##### Supplied entries

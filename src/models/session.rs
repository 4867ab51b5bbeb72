// Capture session state, host-facing errors and pipeline events

use crate::models::capture::CaptureError;
use crate::models::pose::PoseError;
use crate::models::scoring::ScoringError;
use serde::{Deserialize, Serialize};
use std::fmt;
use std::time::Duration;
use tokio::time::Instant;

#[derive(Debug, Clone, Copy, PartialEq, Eq, Hash, Serialize, Deserialize)]
#[serde(rename_all = "snake_case")]
pub enum CaptureState {
    Idle,
    Recording,
    Submitting,
}

impl CaptureState {
    pub fn as_str(&self) -> &'static str {
        match self {
            CaptureState::Idle => "idle",
            CaptureState::Recording => "recording",
            CaptureState::Submitting => "submitting",
        }
    }
}

impl fmt::Display for CaptureState {
    fn fmt(&self, f: &mut fmt::Formatter<'_>) -> fmt::Result {
        f.write_str(self.as_str())
    }
}

/// Lifecycle of the pipeline itself, independent of recording
#[derive(Debug, Clone, PartialEq)]
pub enum PipelineStatus {
    Initializing,
    Ready,
    /// Setup failed; terminal for this instance
    Failed(TrackerError),
    Closed,
}

impl PipelineStatus {
    /// Camera denied or missing
    pub fn is_camera_off(&self) -> bool {
        matches!(
            self,
            PipelineStatus::Failed(TrackerError::Permission(_) | TrackerError::Device(_))
        )
    }
}

// ==============================================================================
// Errors
// ==============================================================================

#[derive(Debug, thiserror::Error, Clone, PartialEq)]
pub enum TrackerError {
    #[error("Camera permission denied: {0}")]
    Permission(String),

    #[error("Camera unavailable: {0}")]
    Device(String),

    #[error("Pose model failed to initialize: {0}")]
    ModelInit(String),

    #[error("No frames captured - try moving in front of the camera or increase the capture rate")]
    EmptyCapture,

    #[error("{0}")]
    Submission(String),

    #[error("Cannot {action} while {state}")]
    InvalidTransition {
        action: &'static str,
        state: CaptureState,
    },

    #[error("Pose tracker is not initialized")]
    NotInitialized,

    #[error("Pose tracker has shut down")]
    Closed,
}

impl From<CaptureError> for TrackerError {
    fn from(err: CaptureError) -> Self {
        match err {
            CaptureError::PermissionDenied(msg) => TrackerError::Permission(msg),
            other => TrackerError::Device(other.to_string()),
        }
    }
}

impl From<PoseError> for TrackerError {
    fn from(err: PoseError) -> Self {
        TrackerError::ModelInit(err.to_string())
    }
}

impl From<ScoringError> for TrackerError {
    fn from(err: ScoringError) -> Self {
        TrackerError::Submission(err.to_string())
    }
}

pub type TrackerResult<T> = Result<T, TrackerError>;

// ==============================================================================
// Snapshot
// ==============================================================================

/// What the host displays
#[derive(Debug, Clone, PartialEq)]
pub struct SessionSnapshot {
    pub status: PipelineStatus,
    pub state: CaptureState,
    pub frames_captured: usize,
    pub score: Option<f32>,
    pub error: Option<String>,
    pub started_at: Option<Instant>,
    pub stopped_at: Option<Instant>,
}

impl SessionSnapshot {
    pub fn initial() -> Self {
        Self {
            status: PipelineStatus::Initializing,
            state: CaptureState::Idle,
            frames_captured: 0,
            score: None,
            error: None,
            started_at: None,
            stopped_at: None,
        }
    }

    /// Score as a whole percentage
    pub fn score_percent(&self) -> Option<u32> {
        self.score.map(|s| (s * 100.0).round() as u32)
    }

    pub fn elapsed(&self, now: Instant) -> Option<Duration> {
        let start = self.started_at?;
        let end = self.stopped_at.unwrap_or(now);
        Some(end.saturating_duration_since(start))
    }

    /// `mm:ss`, or `00:00` when no recording has started since the last reset
    pub fn elapsed_label(&self, now: Instant) -> String {
        let secs = self.elapsed(now).map(|d| d.as_secs()).unwrap_or(0);
        format!("{:02}:{:02}", secs / 60, secs % 60)
    }
}

// ==============================================================================
// Events
// ==============================================================================

#[derive(Debug, Clone, PartialEq)]
pub enum PipelineEvent {
    Initialized,
    InitFailed(TrackerError),
    RecordingStarted,
    RecordingStopped { frames: usize },
    SubmissionStarted { frames: usize },
    Scored { score: Option<f32> },
    /// Fired only when the backend returned a usable score
    ExerciseComplete { score: f32 },
    SubmissionFailed { message: String },
    Closed,
}
// Capture session: recording lifecycle and the sampled pose sequence

use crate::core::sampler::FrameSampler;
use crate::models::pose::{PoseFrame, PoseSequence};
use crate::models::session::{CaptureState, PipelineStatus, SessionSnapshot, TrackerError, TrackerResult};
use std::time::Duration;
use tokio::time::Instant;
use uuid::Uuid;

/// A stopped recording ready to be scored. The sequence is a copy; later
/// changes to the session cannot reach it.
#[derive(Debug, Clone)]
pub struct PendingSubmission {
    pub attempt_id: Uuid,
    pub sequence: PoseSequence,
}

#[derive(Debug)]
pub struct CaptureSession {
    state: CaptureState,
    sequence: PoseSequence,
    sampler: FrameSampler,
    started_at: Option<Instant>,
    stopped_at: Option<Instant>,
    attempt_id: Option<Uuid>,
    score: Option<f32>,
    error: Option<String>,
}

impl CaptureSession {
    pub fn new(sample_interval: Duration) -> Self {
        Self {
            state: CaptureState::Idle,
            sequence: PoseSequence::new(),
            sampler: FrameSampler::new(sample_interval),
            started_at: None,
            stopped_at: None,
            attempt_id: None,
            score: None,
            error: None,
        }
    }

    pub fn state(&self) -> CaptureState {
        self.state
    }

    pub fn is_recording(&self) -> bool {
        self.state == CaptureState::Recording
    }

    pub fn sequence(&self) -> &PoseSequence {
        &self.sequence
    }

    pub fn score(&self) -> Option<f32> {
        self.score
    }

    pub fn error(&self) -> Option<&str> {
        self.error.as_deref()
    }

    pub fn attempt_id(&self) -> Option<Uuid> {
        self.attempt_id
    }

    pub fn start(&mut self, now: Instant) -> TrackerResult<Uuid> {
        if self.state != CaptureState::Idle {
            return Err(TrackerError::InvalidTransition {
                action: "start recording",
                state: self.state,
            });
        }

        let attempt_id = Uuid::new_v4();
        self.sequence = PoseSequence::new();
        self.sampler.reset();
        self.started_at = Some(now);
        self.stopped_at = None;
        self.attempt_id = Some(attempt_id);
        self.score = None;
        self.error = None;
        self.state = CaptureState::Recording;

        Ok(attempt_id)
    }

    /// Record `frame` if recording and the sampling interval has elapsed
    pub fn offer_frame(&mut self, now: Instant, frame: &PoseFrame) -> bool {
        if self.state != CaptureState::Recording || !self.sampler.try_sample(now) {
            return false;
        }

        let offset = self
            .started_at
            .map(|start| now.saturating_duration_since(start))
            .unwrap_or_default();
        self.sequence.push(offset, frame.clone());
        true
    }

    /// Leave `Recording`. A capture without a single landmark goes straight
    /// back to `Idle`.
    pub fn stop(&mut self, now: Instant) -> TrackerResult<PendingSubmission> {
        if self.state != CaptureState::Recording {
            return Err(TrackerError::InvalidTransition {
                action: "stop recording",
                state: self.state,
            });
        }

        self.stopped_at = Some(now);

        if self.sequence.frames().iter().all(PoseFrame::is_empty) {
            self.state = CaptureState::Idle;
            self.error = Some(TrackerError::EmptyCapture.to_string());
            self.score = None;
            return Err(TrackerError::EmptyCapture);
        }

        self.state = CaptureState::Submitting;
        let attempt_id = self.attempt_id.unwrap_or_else(Uuid::new_v4);
        self.attempt_id = Some(attempt_id);

        Ok(PendingSubmission {
            attempt_id,
            sequence: self.sequence.clone(),
        })
    }

    /// Apply a scoring result. Returns false when the result belongs to an
    /// attempt this session is no longer waiting on.
    pub fn finish_submission(&mut self, attempt_id: Uuid, outcome: Result<Option<f32>, String>) -> bool {
        if self.state != CaptureState::Submitting || self.attempt_id != Some(attempt_id) {
            return false;
        }

        match outcome {
            Ok(score) => {
                self.score = score;
                self.error = None;
            }
            Err(message) => {
                self.score = None;
                self.error = Some(message);
            }
        }
        self.state = CaptureState::Idle;
        true
    }

    pub fn reset(&mut self) -> TrackerResult<()> {
        if self.state != CaptureState::Idle {
            return Err(TrackerError::InvalidTransition {
                action: "reset",
                state: self.state,
            });
        }

        self.sequence = PoseSequence::new();
        self.sampler.reset();
        self.started_at = None;
        self.stopped_at = None;
        self.attempt_id = None;
        self.score = None;
        self.error = None;
        Ok(())
    }

    /// Record a setup failure so the host can display it
    pub fn set_error(&mut self, message: impl Into<String>) {
        self.error = Some(message.into());
    }

    pub fn snapshot(&self, status: PipelineStatus) -> SessionSnapshot {
        SessionSnapshot {
            status,
            state: self.state,
            frames_captured: self.sequence.len(),
            score: self.score,
            error: self.error.clone(),
            started_at: self.started_at,
            stopped_at: self.stopped_at,
        }
    }
}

##########

Problem to solve :: Give the number, and nothing else, of lines in the listing above that include the word "PipelineStatus".

Answer box :: 7